Alejandro Tapia y Rivera (November 12, 1826 – July 19, 1882) was a Puerto Rican poet, playwright, essayist and writer. Tapia is considered to be the father of Puerto Rican literature and as the person who has contributed the most to the cultural advancement of Puerto Rico's literature. In addition to his writing, he was also an abolitionist and a women's rights advocate.

==Early years==
Tapia was born in San Juan, Puerto Rico to Alejandro de Tapia from Murcia, Spain and Catalina de Rivera Sánchez from Arecibo. Both were descended from Spanish nobility. There he received his primary education under the guidance of the educator Rafael Cordero while studying his primary years in a school on Luna Street (Calle Luna) in Old San Juan, who was an early inspiration in his life. There he met his lifelong friend José Julián Acosta. Acosta and Roman Baldorioty de Castro were selected to represent Puerto Rico in Madrid in the occasion of the crowning of Alfonso, the son of Queen Isabella, as the next King of Spain and the trio traveled to Spain on 6 June 1869. Tapia accompanied his friend Acosta during this trip to Spain, and while in Spain, he met Rosario Diaz y Espiau and they married that year. The couple traveled to Puerto Rico and settled in Ponce that same year. They had a daughter, Catalina (Katie) Tapia Diaz, who married Albert Edward Lee, from Ponce but residing in San Juan, on 7 December 1874. They had a daughter, Consuelo Lee Tapia who married Juan Antonio Corretjer. As such, Corretjer was Tapia's grandson in law.

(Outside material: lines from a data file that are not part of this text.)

//! poster-bedrock
//!
//! Content generation: free-text notes in, a partial poster document out.
//! The [`generator::ContentGenerator`] trait is the seam; Bedrock's
//! Converse API is the production implementation.

pub mod bedrock;
pub mod error;
pub mod generator;
pub mod parse;
pub mod prompt;
use poster_core::color::Color;
use poster_core::visual::TextStyle;
use poster_export::measure::{chars_per_line, wrap, wrap_paragraphs};

const STYLE: TextStyle = TextStyle::new("Arial", 10.0, Color::BLACK);

#[test]
fn wraps_on_word_boundaries() {
    // 52 units wide at 5.2 per glyph: ten characters per line.
    assert_eq!(chars_per_line(52.0, &STYLE), 10);
    let lines = wrap("alpha beta gamma delta", 52.0, &STYLE);
    assert_eq!(lines, vec!["alpha beta", "gamma", "delta"]);
}

#[test]
fn empty_paragraph_is_one_empty_line() {
    assert_eq!(wrap("", 100.0, &STYLE), vec![String::new()]);
    let lines = wrap_paragraphs(&["a".to_string(), String::new(), "b".to_string()], 100.0, &STYLE);
    assert_eq!(lines.len(), 3);
}

#[test]
fn long_words_keep_their_own_line() {
    let lines = wrap("x supercalifragilistic y", 52.0, &STYLE);
    assert_eq!(lines, vec!["x", "supercalifragilistic", "y"]);
}

#[test]
fn uppercase_styles_are_uppercased() {
    let style = STYLE.uppercase();
    assert_eq!(wrap("methods", 500.0, &style), vec!["METHODS"]);
}

#[test]
fn clamp_truncates_with_an_ellipsis() {
    let style = STYLE.clamp(2);
    let paragraphs: Vec<String> = (0..5).map(|i| format!("line {i}")).collect();
    let lines = wrap_paragraphs(&paragraphs, 500.0, &style);
    assert_eq!(lines, vec!["line 0", "line 1..."]);
}

#[test]
fn degenerate_width_still_fits_one_glyph() {
    assert_eq!(chars_per_line(0.0, &STYLE), 1);
}
//! poster-export
//!
//! Turns a rendered poster into export artifacts: an SVG serialization of
//! the visual tree for the PDF rasterizer, and a simplified slide plan for
//! the deck builder. The binary encoders sit behind the [`raster::Rasterizer`]
//! and [`deck::DeckBuilder`] traits.

pub mod deck;
pub mod error;
pub mod measure;
pub mod page;
pub mod raster;
pub mod resolve;
pub mod svg;
use serde::{Deserialize, Serialize};
use ts_rs::TS;

/// One category/value pair of a results chart.
#[derive(Debug, Clone, PartialEq, Serialize, Deserialize, TS)]
#[ts(export)]
pub struct DataPoint {
    pub label: String,
    pub value: f64,
}

impl DataPoint {
    pub fn new(label: impl Into<String>, value: f64) -> Self {
        Self {
            label: label.into(),
            value,
        }
    }
}

#[derive(Debug, Clone, Copy, Default, PartialEq, Eq, Hash, Serialize, Deserialize, TS)]
#[serde(rename_all = "snake_case")]
#[ts(export)]
pub enum ChartKind {
    #[default]
    Bar,
    Line,
    Pie,
    /// A pre-built SVG fragment carried in [`Chart::svg_content`].
    #[serde(rename = "generic-svg")]
    Generic,
}

/// A small tabular dataset rendered as the poster's results figure.
///
/// A chart is either absent from the document or fully populated; the
/// editor never stores a partially filled chart.
#[derive(Debug, Clone, PartialEq, Serialize, Deserialize, TS)]
#[serde(rename_all = "camelCase")]
#[ts(export)]
pub struct Chart {
    #[serde(default, rename = "type")]
    pub kind: ChartKind,
    pub title: String,
    pub x_axis_label: String,
    pub y_axis_label: String,
    #[serde(default)]
    pub data: Vec<DataPoint>,
    /// Raw SVG markup for [`ChartKind::Generic`]. Untrusted; it is only
    /// ever embedded after sanitization.
    #[serde(default, skip_serializing_if = "Option::is_none")]
    pub svg_content: Option<String>,
}

impl Chart {
    /// The two-point chart the editor creates when a user adds a chart.
    pub fn starter() -> Self {
        Self {
            kind: ChartKind::Bar,
            title: "Analysis Results".to_string(),
            x_axis_label: "Category".to_string(),
            y_axis_label: "Value".to_string(),
            data: vec![DataPoint::new("A", 10.0), DataPoint::new("B", 20.0)],
            svg_content: None,
        }
    }

    pub fn is_empty(&self) -> bool {
        self.data.is_empty()
    }
}
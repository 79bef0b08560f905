use serde::Serialize;
use ts_rs::TS;

use crate::color::Color;

/// The seven named colors of a theme.
#[derive(Debug, Clone, Copy, PartialEq, Eq, Serialize)]
#[serde(rename_all = "camelCase")]
pub struct ThemeColors {
    pub primary: Color,
    pub secondary: Color,
    pub accent: Color,
    pub text: Color,
    pub background: Color,
    pub sidebar_background: Color,
    pub sidebar_text: Color,
}

/// CSS font stacks for headings and body text.
#[derive(Debug, Clone, Copy, PartialEq, Eq, Serialize)]
pub struct ThemeFonts {
    pub heading: &'static str,
    pub body: &'static str,
}

/// An immutable named bundle of colors and fonts.
///
/// Themes are compile-time constants; callers select them by id and hold
/// `&'static Theme` references.
#[derive(Debug, Clone, Copy, PartialEq, Eq, Serialize)]
pub struct Theme {
    pub id: &'static str,
    pub name: &'static str,
    pub colors: ThemeColors,
    pub fonts: ThemeFonts,
}

impl Theme {
    pub fn summary(&self) -> ThemeSummary {
        ThemeSummary {
            id: self.id.to_string(),
            name: self.name.to_string(),
        }
    }
}

/// What the theme picker lists.
#[derive(Debug, Clone, PartialEq, Eq, Serialize, TS)]
#[ts(export)]
pub struct ThemeSummary {
    pub id: String,
    pub name: String,
}

/// Vector motif families drawn behind the poster header.
#[derive(Debug, Clone, Copy, PartialEq, Eq, Hash, Serialize)]
#[serde(rename_all = "snake_case")]
pub enum Motif {
    /// Ring with a cross through it.
    CurvedLeaf,
    Wave,
    ConcentricCircles,
    DiamondGrid,
    LeafSilhouette,
}
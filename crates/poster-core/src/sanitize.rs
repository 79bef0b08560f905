//! Trust boundary for caller-supplied SVG fragments.
//!
//! Generic visuals arrive as raw markup, usually straight from a language
//! model. Nothing downstream embeds that string; the only way to get
//! markup into the visual tree is a [`SanitizedMarkup`], and the only way
//! to get one of those is [`sanitize_svg`].
//!
//! The fragment is parsed, checked against an element allowlist and
//! re-serialized from the parsed tree, so the output never contains
//! anything the parser did not understand.

use std::fmt;

use roxmltree::{Document, Node, NodeType};
use serde::{Serialize, Serializer};

use crate::error::SanitizeError;

const SVG_NS: &str = "http://www.w3.org/2000/svg";
const MAX_DEPTH: usize = 64;

/// Elements copied into the output.
const ALLOWED_ELEMENTS: &[&str] = &[
    "svg",
    "g",
    "rect",
    "circle",
    "ellipse",
    "line",
    "polyline",
    "polygon",
    "path",
    "text",
    "tspan",
    "title",
    "desc",
    "defs",
    "marker",
    "linearGradient",
    "radialGradient",
    "stop",
    "clipPath",
];

/// Elements whose presence rejects the whole fragment.
const FORBIDDEN_ELEMENTS: &[&str] = &[
    "script",
    "foreignObject",
    "iframe",
    "object",
    "embed",
    "image",
    "use",
    "style",
    "a",
    "animate",
    "animateMotion",
    "animateTransform",
    "set",
    "handler",
    "listener",
];

/// SVG markup that passed [`sanitize_svg`].
#[derive(Debug, Clone, PartialEq, Eq)]
pub struct SanitizedMarkup(String);

impl SanitizedMarkup {
    pub fn as_str(&self) -> &str {
        &self.0
    }
}

impl fmt::Display for SanitizedMarkup {
    fn fmt(&self, f: &mut fmt::Formatter<'_>) -> fmt::Result {
        f.write_str(&self.0)
    }
}

impl Serialize for SanitizedMarkup {
    fn serialize<S: Serializer>(&self, serializer: S) -> Result<S::Ok, S::Error> {
        serializer.serialize_str(&self.0)
    }
}

/// Parse `input` and rebuild it from allowlisted parts only.
///
/// Rejects malformed markup, DTDs, a non-`svg` root and any forbidden
/// element anywhere in the tree. Unknown but harmless elements are
/// dropped with their subtree. Event handlers, links, namespaced
/// attributes and script-bearing values are dropped.
pub fn sanitize_svg(input: &str) -> Result<SanitizedMarkup, SanitizeError> {
    let doc = Document::parse(input).map_err(|e| SanitizeError::Malformed(e.to_string()))?;
    let root = doc.root_element();

    check_forbidden(root, 0)?;

    let root_name = root.tag_name().name();
    if root_name != "svg" {
        return Err(SanitizeError::UnexpectedRoot(root_name.to_string()));
    }

    let mut out = String::with_capacity(input.len());
    write_element(root, &mut out, true);
    Ok(SanitizedMarkup(out))
}

fn check_forbidden(node: Node<'_, '_>, depth: usize) -> Result<(), SanitizeError> {
    if depth > MAX_DEPTH {
        return Err(SanitizeError::TooDeep(MAX_DEPTH));
    }
    if node.is_element() {
        let tag = node.tag_name();
        if let Some(ns) = tag.namespace()
            && ns != SVG_NS
        {
            return Err(SanitizeError::ForbiddenElement(tag.name().to_string()));
        }
        if FORBIDDEN_ELEMENTS
            .iter()
            .any(|f| f.eq_ignore_ascii_case(tag.name()))
        {
            return Err(SanitizeError::ForbiddenElement(tag.name().to_string()));
        }
    }
    for child in node.children() {
        check_forbidden(child, depth + 1)?;
    }
    Ok(())
}

fn write_element(node: Node<'_, '_>, out: &mut String, is_root: bool) {
    let name = node.tag_name().name();
    if !ALLOWED_ELEMENTS.contains(&name) {
        return;
    }

    out.push('<');
    out.push_str(name);
    if is_root {
        out.push_str(" xmlns=\"");
        out.push_str(SVG_NS);
        out.push('"');
    }
    for attr in node.attributes() {
        if attr.namespace().is_some() || !attribute_is_safe(attr.name(), attr.value()) {
            continue;
        }
        out.push(' ');
        out.push_str(attr.name());
        out.push_str("=\"");
        out.push_str(&escape_xml(attr.value()));
        out.push('"');
    }

    let mut children = node.children().peekable();
    if children.peek().is_none() {
        out.push_str("/>");
        return;
    }
    out.push('>');
    for child in children {
        match child.node_type() {
            NodeType::Element => write_element(child, out, false),
            NodeType::Text => {
                if let Some(text) = child.text() {
                    out.push_str(&escape_xml(text));
                }
            }
            NodeType::Root | NodeType::Comment | NodeType::PI => {}
        }
    }
    out.push_str("</");
    out.push_str(name);
    out.push('>');
}

fn attribute_is_safe(name: &str, value: &str) -> bool {
    let lower_name = name.to_ascii_lowercase();
    if lower_name.starts_with("on") || lower_name == "href" {
        return false;
    }

    let lower_value = value.to_ascii_lowercase();
    // CSS escapes can spell `url(` without the literal text.
    if lower_value.contains('\\') {
        return false;
    }
    if lower_value.contains("javascript:") || lower_value.contains("data:") {
        return false;
    }
    if lower_name == "style" {
        return !(lower_value.contains("url(")
            || lower_value.contains("expression(")
            || lower_value.contains("@import"));
    }
    // Paint servers may only point inside the fragment.
    lower_value
        .match_indices("url(")
        .all(|(idx, _)| lower_value[idx + 4..].trim_start().starts_with('#'))
}

/// Escape the five XML special characters.
pub fn escape_xml(s: &str) -> String {
    let mut out = String::with_capacity(s.len());
    for c in s.chars() {
        match c {
            '&' => out.push_str("&amp;"),
            '<' => out.push_str("&lt;"),
            '>' => out.push_str("&gt;"),
            '"' => out.push_str("&quot;"),
            '\'' => out.push_str("&apos;"),
            _ => out.push(c),
        }
    }
    out
}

Tapia worked for the State Department. A Spanish Army artillery officer challenged him to a duel when Tapia refused to yield the sidewalk to him, a challenge which he accepted; as a result, Tapia suffered a non-lethal injury in the arm and subsequently exiled to Spain, where he remained with his father for a period of time.

==Literary career==
While in Spain he completed his studies in literature in Madrid (1850–1852) and joined the Society of the Recollection of Historical Documents Relating to Puerto Rico (Sociedad Recolectora de Documentos Históricos de San Juan Bautista de Puerto Rico). Tapia filed and organized important 16th and 17th century documents of Puerto Rico. He published his first important work called The Historical Library of Puerto Rico (Biblioteca Histórica de Puerto Rico) relating to those documents and his findings on them.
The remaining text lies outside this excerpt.